Because my academic training is in film history and criticism, I was able to make a connection to one of my favorite directors, the Spaniard Luis Buñuel. In an interview with André Bazin and Jacques Doniol-Valcroze that appeared in Cahiers du Cinéma in June 1954, Buñuel wrote:

For me it is natural to tend to see and to think of a situation from a sadistic rather than from, say, a neorealistic or mystical point of view. I ask myself: What must this character reach for? A revolver? A knife? A chair? In the end, I always choose whichever is most disturbing. That’s all…. [Quoted in Ado Kyrou, Luis Buñuel: An Introduction (New York: Simon & Schuster, 1963)]

Film Director Luis Buñuel (1900-1983)

If one looks at Pynchon’s novel V., one finds a search for a feminine entity referred to as V., presumably because that is the first letter of her name. In the course of the novel, there are dozens of characters who could qualify, and Pynchon is in no hurry to identify which one is right. The candidates include Victoria Wren, Vera Meroving, the goddess Venus, Veronica Manganese, a rat named Veronica in the sewers of New York, Madame Viola, Hedwig Vogelsang, the Blessed Virgin, or ??? Then again, V. could be a place, such as Valetta (Malta), Venezuela, the mysterious Vheissu (never explained), Vesuvius, or the V-Note Jazz Club in Manhattan ???
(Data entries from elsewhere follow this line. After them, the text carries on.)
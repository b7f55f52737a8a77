//! Long-running operation polling.
//!
//! Mutating calls on live events, streaming endpoints and accounts answer
//! `201`/`202` with a status URL instead of the final resource. The URL comes
//! from `Azure-AsyncOperation` when present, else from `Location`. The client
//! polls it until the operation settles, then (for PUT/PATCH) re-reads the
//! resource.

use std::time::Duration;

use chrono::{DateTime, Utc};
use reqwest::header::{HeaderMap, LOCATION};
use reqwest::Method;
use serde::de::DeserializeOwned;
use serde::{Deserialize, Serialize};
use tokio::time::Instant;
use tracing::debug;
use url::Url;

use crate::client::{
    decode_body, retry_after, Client, DEFAULT_POLL_INTERVAL, DEFAULT_POLL_TIMEOUT,
};
use crate::errors::{ErrorDetail, MediaError, Result};

const ASYNC_OPERATION: &str = "azure-asyncoperation";

/// Status reported by an `Azure-AsyncOperation` endpoint.
#[derive(Debug, Clone, Copy, PartialEq, Eq, Deserialize, Serialize)]
pub enum OperationState {
    InProgress,
    Succeeded,
    Failed,
    Canceled,
    /// Any status this client does not know; treated as still running.
    #[serde(other)]
    Unknown,
}

impl OperationState {
    /// Succeeded, Failed or Canceled.
    pub fn is_terminal(&self) -> bool {
        matches!(
            self,
            OperationState::Succeeded | OperationState::Failed | OperationState::Canceled
        )
    }
}

/// Body of an `Azure-AsyncOperation` poll.
#[derive(Debug, Clone, Deserialize, Serialize)]
#[serde(rename_all = "camelCase")]
pub struct OperationStatus {
    #[serde(default)]
    pub id: Option<String>,
    #[serde(default)]
    pub name: Option<String>,
    pub status: OperationState,
    #[serde(default)]
    pub start_time: Option<DateTime<Utc>>,
    #[serde(default)]
    pub end_time: Option<DateTime<Utc>>,
    #[serde(default)]
    pub percent_complete: Option<f64>,
    #[serde(default)]
    pub error: Option<ErrorDetail>,
}

/// Polling config for long-running operations and [`Client::wait_for_job`].
pub struct PollOptions<T> {
    /// Used when the service sends no `Retry-After`.
    pub interval: Duration,
    pub timeout: Duration,
    /// Called on each poll iteration with the latest state.
    #[allow(clippy::type_complexity)]
    pub on_progress: Option<Box<dyn Fn(&T) + Send + Sync>>,
}

impl<T> PollOptions<T> {
    pub fn new(interval: Duration, timeout: Duration) -> Self {
        Self {
            interval,
            timeout,
            on_progress: None,
        }
    }

    pub fn on_progress(mut self, f: impl Fn(&T) + Send + Sync + 'static) -> Self {
        self.on_progress = Some(Box::new(f));
        self
    }

    fn report(&self, value: &T) {
        if let Some(ref cb) = self.on_progress {
            cb(value);
        }
    }
}

impl<T> Default for PollOptions<T> {
    /// Same interval and timeout as a [`ClientBuilder`](crate::ClientBuilder) left at its defaults.
    fn default() -> Self {
        Self::new(DEFAULT_POLL_INTERVAL, DEFAULT_POLL_TIMEOUT)
    }
}

#[derive(Debug, Clone, Copy, PartialEq, Eq)]
enum PollKind {
    AsyncOperation,
    Location,
}

#[derive(Debug, Clone)]
struct PollTarget {
    kind: PollKind,
    url: Url,
}

impl Client {
    /// Fetch the current state of an operation from its status URL.
    pub async fn get_operation_status(&self, status_url: &str) -> Result<OperationStatus> {
        let url = self.service_url(status_url)?;
        self.get(url).await
    }

    /// Poll an `Azure-AsyncOperation` status URL until it settles.
    ///
    /// # Errors
    ///
    /// - [`MediaError::OperationFailed`] if the operation ends `Failed` or `Canceled`.
    /// - [`MediaError::Timeout`] if polling exceeds `opts.timeout`.
    pub async fn poll_operation(
        &self,
        status_url: &str,
        opts: &PollOptions<OperationStatus>,
    ) -> Result<OperationStatus> {
        let url = self.service_url(status_url)?;
        self.drive_operation(url, opts.interval, opts.timeout, None, |status| {
            opts.report(status)
        })
        .await
    }

    /// PUT or PATCH a resource through a long-running operation and return the
    /// settled resource.
    pub(crate) async fn upsert_long_running<B, T>(
        &self,
        method: Method,
        url: Url,
        resource_url: Url,
        body: &B,
    ) -> Result<T>
    where
        B: Serialize + ?Sized,
        T: DeserializeOwned,
    {
        let body = serde_json::to_value(body)?;
        let settled = self
            .send_long_running(method, url, Some(body), Some(resource_url))
            .await?;
        match settled {
            Some(value) => Ok(serde_json::from_value(value)?),
            None => Err(MediaError::InvalidResponse(
                "long-running operation finished without a resource".into(),
            )),
        }
    }

    /// POST or DELETE through a long-running operation; the final body, if
    /// any, is discarded.
    pub(crate) async fn action_long_running(
        &self,
        method: Method,
        url: Url,
        body: Option<serde_json::Value>,
    ) -> Result<()> {
        self.send_long_running(method, url, body, None).await?;
        Ok(())
    }

    /// Send a request and, when the service answers with a polling header,
    /// poll until the operation settles.
    ///
    /// When `final_url` is set, a successful operation is followed by a GET on
    /// it and that body is returned. Otherwise the last response body (if
    /// any) is returned.
    pub(crate) async fn send_long_running(
        &self,
        method: Method,
        url: Url,
        body: Option<serde_json::Value>,
        final_url: Option<Url>,
    ) -> Result<Option<serde_json::Value>> {
        let response = self.execute(method.clone(), url, body).await?;

        let Some(target) = poll_target(&response.headers)? else {
            if response.status == 202 {
                return Err(MediaError::InvalidResponse(format!(
                    "{method} accepted without Azure-AsyncOperation or Location header"
                )));
            }
            return response.decode();
        };

        debug!(%method, kind = ?target.kind, url = %target.url, "waiting on long-running operation");

        let first_delay = retry_after(&response.headers).unwrap_or(self.poll_interval);
        let url = self.service_url(target.url.as_str())?;
        let last_body = match target.kind {
            PollKind::AsyncOperation => {
                self.drive_operation(
                    url,
                    self.poll_interval,
                    self.poll_timeout,
                    Some(first_delay),
                    |_| {},
                )
                .await?;
                None
            }
            PollKind::Location => self.drive_location(url, first_delay).await?,
        };

        match final_url {
            Some(url) => Ok(Some(self.get(url).await?)),
            None => Ok(last_body),
        }
    }

    /// Poll an async-operation URL until it reaches a terminal state.
    ///
    /// `first_delay` is waited before the first poll; `None` polls at once.
    async fn drive_operation<F>(
        &self,
        url: Url,
        interval: Duration,
        timeout: Duration,
        first_delay: Option<Duration>,
        report: F,
    ) -> Result<OperationStatus>
    where
        F: Fn(&OperationStatus),
    {
        let deadline = Instant::now() + timeout;
        let mut delay = first_delay;

        loop {
            if let Some(delay) = delay {
                pause(deadline, delay, timeout).await?;
            }

            let response = self.execute(Method::GET, url.clone(), None).await?;
            let status: OperationStatus = response.decode()?;
            debug!(url = %url, status = ?status.status, "polled operation");
            report(&status);

            match status.status {
                OperationState::Succeeded => return Ok(status),
                OperationState::Failed | OperationState::Canceled => {
                    return Err(MediaError::OperationFailed {
                        status: status.status,
                        error: status.error,
                    })
                }
                OperationState::InProgress | OperationState::Unknown => {}
            }

            delay = Some(retry_after(&response.headers).unwrap_or(interval));
        }
    }

    /// Poll a `Location` URL until it stops answering `202`, returning the
    /// final body.
    async fn drive_location(
        &self,
        url: Url,
        first_delay: Duration,
    ) -> Result<Option<serde_json::Value>> {
        let deadline = Instant::now() + self.poll_timeout;
        let mut delay = first_delay;

        loop {
            pause(deadline, delay, self.poll_timeout).await?;

            let response = self.execute(Method::GET, url.clone(), None).await?;
            debug!(url = %url, status = response.status, "polled location");
            if response.status != 202 {
                return decode_body(&response.text);
            }

            delay = retry_after(&response.headers).unwrap_or(self.poll_interval);
        }
    }
}

/// Sleep for `delay`, cut short at `deadline`. Fails with `Timeout` only once
/// the deadline has already passed, so a clamped sleep is always followed by
/// one more poll.
pub(crate) async fn pause(deadline: Instant, delay: Duration, timeout: Duration) -> Result<()> {
    let now = Instant::now();
    if now >= deadline {
        return Err(MediaError::Timeout(timeout));
    }
    tokio::time::sleep(delay.min(deadline - now)).await;
    Ok(())
}

/// Pick the status URL out of an initial response, preferring
/// `Azure-AsyncOperation` over `Location`.
fn poll_target(headers: &HeaderMap) -> Result<Option<PollTarget>> {
    let header = |name: &str| {
        headers
            .get(name)
            .and_then(|v| v.to_str().ok())
            .map(str::trim)
            .filter(|v| !v.is_empty())
    };

    let target = match (header(ASYNC_OPERATION), header(LOCATION.as_str())) {
        (Some(url), _) => Some((PollKind::AsyncOperation, url)),
        (None, Some(url)) => Some((PollKind::Location, url)),
        (None, None) => None,
    };

    target
        .map(|(kind, url)| {
            Ok(PollTarget {
                kind,
                url: Url::parse(url)?,
            })
        })
        .transpose()
}

#[cfg(test)]
mod tests {
    use super::*;
    use reqwest::header::HeaderValue;

    #[test]
    fn prefers_async_operation_header() {
        let mut headers = HeaderMap::new();
        headers.insert(LOCATION, HeaderValue::from_static("https://h/loc"));
        headers.insert(
            "Azure-AsyncOperation",
            HeaderValue::from_static("https://h/op"),
        );
        let target = poll_target(&headers).unwrap().unwrap();
        assert_eq!(target.kind, PollKind::AsyncOperation);
        assert_eq!(target.url.as_str(), "https://h/op");
    }

    #[test]
    fn falls_back_to_location() {
        let mut headers = HeaderMap::new();
        headers.insert(LOCATION, HeaderValue::from_static("https://h/loc"));
        let target = poll_target(&headers).unwrap().unwrap();
        assert_eq!(target.kind, PollKind::Location);
    }

    #[test]
    fn no_headers_means_no_polling() {
        assert!(poll_target(&HeaderMap::new()).unwrap().is_none());
    }

    #[test]
    fn relative_location_is_rejected() {
        let mut headers = HeaderMap::new();
        headers.insert(LOCATION, HeaderValue::from_static("/relative/path"));
        assert!(matches!(poll_target(&headers), Err(MediaError::Url(_))));
    }

    #[test]
    fn unknown_status_is_not_terminal() {
        let status: OperationStatus =
            serde_json::from_str(r#"{"name":"op","status":"Deallocating"}"#).unwrap();
        assert_eq!(status.status, OperationState::Unknown);
        assert!(!status.status.is_terminal());
    }

    #[tokio::test]
    async fn pause_past_deadline_times_out() {
        let deadline = Instant::now();
        let err = pause(deadline, Duration::from_secs(10), Duration::from_secs(1))
            .await
            .unwrap_err();
        assert!(matches!(err, MediaError::Timeout(d) if d == Duration::from_secs(1)));
    }

    #[tokio::test]
    async fn pause_is_cut_short_at_deadline() {
        let start = Instant::now();
        pause(
            start + Duration::from_millis(50),
            Duration::from_secs(10),
            Duration::from_millis(50),
        )
        .await
        .unwrap();
        assert!(start.elapsed() < Duration::from_secs(5));
    }

    #[test]
    fn failed_status_carries_error() {
        let status: OperationStatus = serde_json::from_str(
            r#"{"status":"Failed","error":{"code":"LiveEventStartFailed","message":"no capacity"}}"#,
        )
        .unwrap();
        assert!(status.status.is_terminal());
        assert_eq!(status.error.unwrap().code, "LiveEventStartFailed");
    }
}
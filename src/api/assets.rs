use chrono::Utc;

use crate::client::Client;
use crate::errors::{MediaError, Result};
use crate::models::{
    Asset, AssetContainerSas, ListContainerSasInput, ListStreamingLocatorsResponse,
    StorageEncryptedAssetDecryptionData,
};
use crate::paging::{ListOptions, Page};
use crate::validation::{self, MAX_DESCRIPTION_LEN};

const ASSETS: &str = "assets";

impl Client {
    /// Get an asset by name.
    pub async fn get_asset(
        &self,
        resource_group: &str,
        account_name: &str,
        asset_name: &str,
    ) -> Result<Asset> {
        validation::entity_name("assetName", asset_name)?;
        let url = self.account_url(resource_group, account_name, &[ASSETS, asset_name])?;
        self.get(url).await
    }

    /// Create an asset, or replace the mutable fields of an existing one.
    pub async fn create_or_update_asset(
        &self,
        resource_group: &str,
        account_name: &str,
        asset_name: &str,
        asset: &Asset,
    ) -> Result<Asset> {
        validation::entity_name("assetName", asset_name)?;
        validation::description(
            "description",
            asset.properties.description.as_deref(),
            MAX_DESCRIPTION_LEN,
        )?;
        let url = self.account_url(resource_group, account_name, &[ASSETS, asset_name])?;
        self.put(url, asset).await
    }

    /// Patch an asset; only `alternate_id` and `description` can change.
    pub async fn update_asset(
        &self,
        resource_group: &str,
        account_name: &str,
        asset_name: &str,
        asset: &Asset,
    ) -> Result<Asset> {
        validation::entity_name("assetName", asset_name)?;
        validation::description(
            "description",
            asset.properties.description.as_deref(),
            MAX_DESCRIPTION_LEN,
        )?;
        let url = self.account_url(resource_group, account_name, &[ASSETS, asset_name])?;
        self.patch(url, asset).await
    }

    /// Delete an asset. Its blob container is deleted with it.
    pub async fn delete_asset(
        &self,
        resource_group: &str,
        account_name: &str,
        asset_name: &str,
    ) -> Result<()> {
        validation::entity_name("assetName", asset_name)?;
        let url = self.account_url(resource_group, account_name, &[ASSETS, asset_name])?;
        self.delete(url).await
    }

    /// First page of assets; supports `$filter`, `$top` and `$orderby`.
    pub async fn list_assets(
        &self,
        resource_group: &str,
        account_name: &str,
        options: Option<&ListOptions>,
    ) -> Result<Page<Asset>> {
        let url = self.account_url(resource_group, account_name, &[ASSETS])?;
        self.list_page(url, options).await
    }

    /// SAS URLs for reading or writing the asset's blob container.
    ///
    /// `input.expiry_time` must lie in the future.
    pub async fn list_asset_container_sas(
        &self,
        resource_group: &str,
        account_name: &str,
        asset_name: &str,
        input: &ListContainerSasInput,
    ) -> Result<AssetContainerSas> {
        validation::entity_name("assetName", asset_name)?;
        if input.expiry_time <= Utc::now() {
            return Err(MediaError::validation(
                "expiryTime",
                "must be in the future",
            ));
        }
        let url = self.account_url(
            resource_group,
            account_name,
            &[ASSETS, asset_name, "listContainerSas"],
        )?;
        self.post(url, Some(serde_json::to_value(input)?)).await
    }

    /// Key and per-file IVs for an asset stored with client-side encryption.
    pub async fn get_asset_encryption_key(
        &self,
        resource_group: &str,
        account_name: &str,
        asset_name: &str,
    ) -> Result<StorageEncryptedAssetDecryptionData> {
        validation::entity_name("assetName", asset_name)?;
        let url = self.account_url(
            resource_group,
            account_name,
            &[ASSETS, asset_name, "getEncryptionKey"],
        )?;
        self.post(url, None).await
    }

    /// Streaming locators that publish this asset.
    pub async fn list_asset_streaming_locators(
        &self,
        resource_group: &str,
        account_name: &str,
        asset_name: &str,
    ) -> Result<ListStreamingLocatorsResponse> {
        validation::entity_name("assetName", asset_name)?;
        let url = self.account_url(
            resource_group,
            account_name,
            &[ASSETS, asset_name, "listStreamingLocators"],
        )?;
        self.post(url, None).await
    }
}
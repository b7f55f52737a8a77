use chrono::{DateTime, Utc};
use serde::{Deserialize, Serialize};
use uuid::Uuid;

use super::common::{IpAccessControl, ProxyResource, TrackedResource};

pub type StreamingEndpoint = TrackedResource<StreamingEndpointProperties>;

/// Publishes an asset for playback through a streaming policy.
pub type StreamingLocator = ProxyResource<StreamingLocatorProperties>;

pub type StreamingPolicy = ProxyResource<StreamingPolicyProperties>;

/// Names of the streaming policies every account ships with.
pub mod predefined_streaming_policies {
    pub const DOWNLOAD_ONLY: &str = "Predefined_DownloadOnly";
    pub const CLEAR_STREAMING_ONLY: &str = "Predefined_ClearStreamingOnly";
    pub const DOWNLOAD_AND_CLEAR_STREAMING: &str = "Predefined_DownloadAndClearStreaming";
    pub const CLEAR_KEY: &str = "Predefined_ClearKey";
    pub const MULTI_DRM_CENC_STREAMING: &str = "Predefined_MultiDrmCencStreaming";
    pub const MULTI_DRM_STREAMING: &str = "Predefined_MultiDrmStreaming";
}

#[derive(Debug, Clone, Default, PartialEq, Eq, Deserialize, Serialize)]
#[serde(rename_all = "camelCase")]
pub struct StreamingEndpointProperties {
    #[serde(default, skip_serializing_if = "Option::is_none")]
    pub description: Option<String>,
    /// 0 for a standard endpoint, 1-10 for premium.
    pub scale_units: u32,
    #[serde(default, skip_serializing_if = "Option::is_none")]
    pub availability_set_name: Option<String>,
    #[serde(default, skip_serializing_if = "Option::is_none")]
    pub access_control: Option<StreamingEndpointAccessControl>,
    /// Seconds.
    #[serde(default, skip_serializing_if = "Option::is_none")]
    pub max_cache_age: Option<i64>,
    #[serde(default, skip_serializing_if = "Vec::is_empty")]
    pub custom_host_names: Vec<String>,
    /// Read-only.
    #[serde(default, skip_serializing_if = "Option::is_none")]
    pub host_name: Option<String>,
    #[serde(default, skip_serializing_if = "Option::is_none")]
    pub cdn_enabled: Option<bool>,
    #[serde(default, skip_serializing_if = "Option::is_none")]
    pub cdn_provider: Option<String>,
    #[serde(default, skip_serializing_if = "Option::is_none")]
    pub cdn_profile: Option<String>,
    /// Read-only.
    #[serde(default, skip_serializing_if = "Option::is_none")]
    pub provisioning_state: Option<String>,
    /// Read-only.
    #[serde(default, skip_serializing_if = "Option::is_none")]
    pub resource_state: Option<StreamingEndpointResourceState>,
    #[serde(default, skip_serializing_if = "Option::is_none")]
    pub free_trial_end_time: Option<DateTime<Utc>>,
    #[serde(default, skip_serializing_if = "Option::is_none")]
    pub created: Option<DateTime<Utc>>,
    #[serde(default, skip_serializing_if = "Option::is_none")]
    pub last_modified: Option<DateTime<Utc>>,
}

#[derive(Debug, Clone, Default, PartialEq, Eq, Deserialize, Serialize)]
#[serde(rename_all = "camelCase")]
pub struct StreamingEndpointAccessControl {
    /// Akamai signature authentication keys, passed through as JSON.
    #[serde(default, skip_serializing_if = "Option::is_none")]
    pub akamai: Option<serde_json::Value>,
    #[serde(default, skip_serializing_if = "Option::is_none")]
    pub ip: Option<IpAccessControl>,
}

#[derive(Debug, Clone, Copy, PartialEq, Eq, Hash, Deserialize, Serialize)]
pub enum StreamingEndpointResourceState {
    Stopped,
    Starting,
    Running,
    Stopping,
    Deleting,
    Scaling,
    #[serde(other)]
    Unknown,
}

/// Body of the `scale` action.
#[derive(Debug, Clone, Copy, PartialEq, Eq, Deserialize, Serialize)]
#[serde(rename_all = "camelCase")]
pub struct StreamingEntityScaleUnit {
    pub scale_unit: u32,
}

#[derive(Debug, Clone, Default, PartialEq, Eq, Deserialize, Serialize)]
#[serde(rename_all = "camelCase")]
pub struct StreamingLocatorProperties {
    pub asset_name: String,
    /// Read-only.
    #[serde(default, skip_serializing_if = "Option::is_none")]
    pub created: Option<DateTime<Utc>>,
    #[serde(default, skip_serializing_if = "Option::is_none")]
    pub start_time: Option<DateTime<Utc>>,
    #[serde(default, skip_serializing_if = "Option::is_none")]
    pub end_time: Option<DateTime<Utc>>,
    /// Generated by the service when unset.
    #[serde(default, skip_serializing_if = "Option::is_none")]
    pub streaming_locator_id: Option<Uuid>,
    /// A custom policy or one of [`predefined_streaming_policies`].
    pub streaming_policy_name: String,
    #[serde(default, skip_serializing_if = "Option::is_none")]
    pub default_content_key_policy_name: Option<String>,
    #[serde(default, skip_serializing_if = "Vec::is_empty")]
    pub content_keys: Vec<StreamingLocatorContentKey>,
    #[serde(default, skip_serializing_if = "Option::is_none")]
    pub alternative_media_id: Option<String>,
    /// Asset or account filter names applied to the manifests.
    #[serde(default, skip_serializing_if = "Vec::is_empty")]
    pub filters: Vec<String>,
}

impl StreamingLocatorProperties {
    pub fn new(asset_name: impl Into<String>, streaming_policy_name: impl Into<String>) -> Self {
        Self {
            asset_name: asset_name.into(),
            streaming_policy_name: streaming_policy_name.into(),
            ..Default::default()
        }
    }
}

#[derive(Debug, Clone, PartialEq, Eq, Deserialize, Serialize)]
#[serde(rename_all = "camelCase")]
pub struct StreamingLocatorContentKey {
    pub id: Uuid,
    /// Read-only.
    #[serde(rename = "type", default, skip_serializing_if = "Option::is_none")]
    pub key_type: Option<StreamingLocatorContentKeyType>,
    #[serde(default, skip_serializing_if = "Option::is_none")]
    pub label_reference_in_streaming_policy: Option<String>,
    /// Base64; generated when unset.
    #[serde(default, skip_serializing_if = "Option::is_none")]
    pub value: Option<String>,
    /// Read-only.
    #[serde(default, skip_serializing_if = "Option::is_none")]
    pub policy_name: Option<String>,
    /// Read-only.
    #[serde(default, skip_serializing_if = "Vec::is_empty")]
    pub tracks: Vec<serde_json::Value>,
}

#[derive(Debug, Clone, Copy, PartialEq, Eq, Deserialize, Serialize)]
pub enum StreamingLocatorContentKeyType {
    CommonEncryptionCenc,
    CommonEncryptionCbcs,
    EnvelopeEncryption,
}

#[derive(Debug, Clone, Default, PartialEq, Eq, Deserialize, Serialize)]
#[serde(rename_all = "camelCase")]
pub struct ListContentKeysResponse {
    #[serde(default)]
    pub content_keys: Vec<StreamingLocatorContentKey>,
}

#[derive(Debug, Clone, Default, PartialEq, Eq, Deserialize, Serialize)]
#[serde(rename_all = "camelCase")]
pub struct ListPathsResponse {
    #[serde(default)]
    pub streaming_paths: Vec<StreamingPath>,
    #[serde(default)]
    pub download_paths: Vec<String>,
}

/// Manifest paths, relative to a streaming endpoint host.
#[derive(Debug, Clone, PartialEq, Eq, Deserialize, Serialize)]
#[serde(rename_all = "camelCase")]
pub struct StreamingPath {
    pub streaming_protocol: StreamingProtocol,
    pub encryption_scheme: EncryptionScheme,
    #[serde(default)]
    pub paths: Vec<String>,
}

#[derive(Debug, Clone, Copy, PartialEq, Eq, Hash, Deserialize, Serialize)]
pub enum StreamingProtocol {
    Hls,
    Dash,
    SmoothStreaming,
    Download,
}

#[derive(Debug, Clone, Copy, PartialEq, Eq, Deserialize, Serialize)]
pub enum EncryptionScheme {
    NoEncryption,
    EnvelopeEncryption,
    CommonEncryptionCenc,
    CommonEncryptionCbcs,
}

#[derive(Debug, Clone, Default, PartialEq, Eq, Deserialize, Serialize)]
#[serde(rename_all = "camelCase")]
pub struct StreamingPolicyProperties {
    /// Read-only.
    #[serde(default, skip_serializing_if = "Option::is_none")]
    pub created: Option<DateTime<Utc>>,
    #[serde(default, skip_serializing_if = "Option::is_none")]
    pub default_content_key_policy_name: Option<String>,
    #[serde(default, skip_serializing_if = "Option::is_none")]
    pub no_encryption: Option<NoEncryption>,
    /// Encryption blocks are passed through as JSON.
    #[serde(default, skip_serializing_if = "Option::is_none")]
    pub envelope_encryption: Option<serde_json::Value>,
    #[serde(default, skip_serializing_if = "Option::is_none")]
    pub common_encryption_cenc: Option<serde_json::Value>,
    #[serde(default, skip_serializing_if = "Option::is_none")]
    pub common_encryption_cbcs: Option<serde_json::Value>,
}

#[derive(Debug, Clone, Default, PartialEq, Eq, Deserialize, Serialize)]
#[serde(rename_all = "camelCase")]
pub struct NoEncryption {
    #[serde(default, skip_serializing_if = "Option::is_none")]
    pub enabled_protocols: Option<EnabledProtocols>,
}

#[derive(Debug, Clone, Copy, Default, PartialEq, Eq, Deserialize, Serialize)]
#[serde(rename_all = "camelCase")]
pub struct EnabledProtocols {
    pub download: bool,
    pub dash: bool,
    pub hls: bool,
    pub smooth_streaming: bool,
}

impl EnabledProtocols {
    pub fn all() -> Self {
        Self {
            download: true,
            dash: true,
            hls: true,
            smooth_streaming: true,
        }
    }
}

#[cfg(test)]
mod tests {
    use super::*;
    use serde_json::json;

    #[test]
    fn list_paths_response() {
        let raw = json!({
            "streamingPaths": [
                {"streamingProtocol": "Hls", "encryptionScheme": "NoEncryption",
                 "paths": ["/1b2c/manifest(format=m3u8-cmaf)"]},
                {"streamingProtocol": "Dash", "encryptionScheme": "NoEncryption", "paths": []}
            ],
            "downloadPaths": []
        });
        let paths: ListPathsResponse = serde_json::from_value(raw).unwrap();
        assert_eq!(paths.streaming_paths.len(), 2);
        assert_eq!(paths.streaming_paths[0].streaming_protocol, StreamingProtocol::Hls);
        assert!(paths.streaming_paths[1].paths.is_empty());
    }

    #[test]
    fn locator_body_uses_camel_case() {
        let props = StreamingLocatorProperties::new(
            "output",
            predefined_streaming_policies::CLEAR_STREAMING_ONLY,
        );
        assert_eq!(
            serde_json::to_value(&props).unwrap(),
            json!({
                "assetName": "output",
                "streamingPolicyName": "Predefined_ClearStreamingOnly"
            })
        );
    }

    #[test]
    fn content_key_type_field() {
        let raw = json!({
            "id": "6e1f0a2b-0000-4000-8000-000000000002",
            "type": "EnvelopeEncryption",
            "labelReferenceInStreamingPolicy": "aesDefaultKey",
            "policyName": "sharedPolicy"
        });
        let key: StreamingLocatorContentKey = serde_json::from_value(raw).unwrap();
        assert_eq!(key.key_type, Some(StreamingLocatorContentKeyType::EnvelopeEncryption));
        assert!(key.value.is_none());
    }
}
Thomas Pynchon is not terribly interested in providing closure, but he does know how to suck you in and keep turning those pages until you get to the strange death by waterspout of Sydney Stencil in 1919.

 

Filling In the Gaps

No One Considers This To Be One of Faulkner’s Best

If one has read a whole lot of books, as I have, one eventually gets to the point of filling in the minor works that are not highly regarded by the critics. In William Faulkner’s case, that includes his first two novels, Soldiers’ Pay (1926) and Mosquitoes (1927). It was only when he began setting his stories in his mythical Yoknapatawpha County that Faulkner’s reputation began its steady ascent. And even then, he was not frequently read until he received the Nobel Prize for Literature in 1949 that Americans decided to start reading his work. Since that point, his work has remained in print.

What is to be gained from reading an author’s minor works, especially at the beginning of his career? I enjoyed Soldiers’ Pay only because I love Faulkner. I better understand the steps he took to be able to write The Sound and the Fury (1929), As I Lay Dying (1930), Light in August (1932), Absalom! Absalom! (1936), The Hamlet (1940), and Go Down Moses (1942).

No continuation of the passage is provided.